The Mexican South Pacific Coast mangroves ecoregion (WWF ID: NT1422) covers the mangrove sites along the coast of the Pacific Ocean coast of Mexico, across the states of Michoacán, Guerrero, and Oaxaca. These mangrove forests are mostly around lagoons, typically those fed by rivers from the interior in the Sierra Madre del Sur Mountains. The ecoregion is small: collectively, it covers only 1,295 km2.

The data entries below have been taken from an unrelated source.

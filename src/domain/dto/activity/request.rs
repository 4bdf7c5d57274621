use serde::{Deserialize, Serialize};
use utoipa::{IntoParams, ToSchema};

/// 검색 대상
#[derive(Debug, Clone, Copy, Default, PartialEq, Eq, Serialize, Deserialize, ToSchema)]
#[serde(rename_all = "snake_case")]
pub enum SearchKind {
    #[default]
    All,
    Courses,
    Users,
    Posts,
    Jobs,
}

impl SearchKind {
    pub fn as_str(&self) -> &'static str {
        match self {
            SearchKind::All => "all",
            SearchKind::Courses => "courses",
            SearchKind::Users => "users",
            SearchKind::Posts => "posts",
            SearchKind::Jobs => "jobs",
        }
    }

    pub fn includes(&self, other: SearchKind) -> bool {
        *self == SearchKind::All || *self == other
    }
}

/// `GET /api/search?q=&kind=`
#[derive(Debug, Clone, Default, Deserialize, IntoParams)]
#[into_params(parameter_in = Query)]
pub struct SearchQuery {
    /// 필수, 공백 불가
    pub q: Option<String>,
    pub kind: Option<SearchKind>,
}

#[cfg(test)]
mod tests {
    use super::*;

    #[test]
    fn test_kind_inclusion() {
        assert!(SearchKind::All.includes(SearchKind::Jobs));
        assert!(SearchKind::Posts.includes(SearchKind::Posts));
        assert!(!SearchKind::Posts.includes(SearchKind::Users));
    }

    #[test]
    fn test_kind_parses_lowercase() {
        let query: SearchQuery = serde_json::from_str(r#"{ "q": "rust", "kind": "courses" }"#).unwrap();
        assert_eq!(query.kind, Some(SearchKind::Courses));
    }
}
//! # Domain Entities
//!
//! MongoDB 컬렉션에 저장되는 문서 타입입니다.
//! 문서 간 참조는 모두 `ObjectId`이며, 사용자 참조는 Clerk ID가 아닌
//! 로컬 `users` 문서의 ID를 가리킵니다.
//!
//! 파생 필드(카운터, 평균 평점, 총점)는 엔티티 메서드가 갱신하므로
//! 서비스는 메서드를 호출한 뒤 문서를 통째로 저장합니다.

pub mod users;
pub mod courses;
pub mod quizzes;
pub mod jobs;
pub mod commerce;
pub mod social;
pub mod content;
pub mod activity;
pub mod media;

==Location and description==
The ecoregion stretches across 1,000 km of the coast, primarily around the margins of river deltas and lagoons. Major mangrove sites are found at:
- Lázaro Cárdenas, in the state of Michoacán at the mouth of the Balsas River. A RAMSAR wetland of international importance. This are affected by the port of Lázaro Cárdenas, the largest seaport in Mexico.
- Zihuatanejo, a city on the coast of Guerrero
- Barra de Potosí, a lagoon behind a small fishing village in the municipality of Petatlán
- San Luis de la Loma, a town on the coast in the municipality of Tecpan de Galeana
- Atoyac de Álvarez, a town behind two coastal lagoons in Guerrero
- Puerto Marqués, 10 km south of Acapulco
- Papagayo River delta, and nearby lagoons
- Ometepec River delta and nearby lagoons
- Laguna de Corralero on the coast of the municipality of Pinotepa Nacional in Oaxaca
- Lagunas de Chacahua National Park, at the mouth of the Río Verde (Oaxaca)
- Lagoons north and south of Puerto Escondido in Oaxaca
- The coastal strip south of Salina Cruz

==Climate==
The climate of the ecoregion is Tropical savanna climate - dry winter (Köppen climate classification (Aw)). This climate is characterized by relatively even temperatures throughout the year, and a pronounced dry season. The driest month has less than 60 mm of precipitation, and is drier than the average month.

==Flora and fauna==
The characteristic trees species are red mangrove (Rhizophora mangle), white mangrove (Laguncularia racemosa), black mangrove (Avicennia germinans) and buttonwood (Conocarpus erectus). Aquatic plants in the lagoons include water hyacinth (Eichhornia).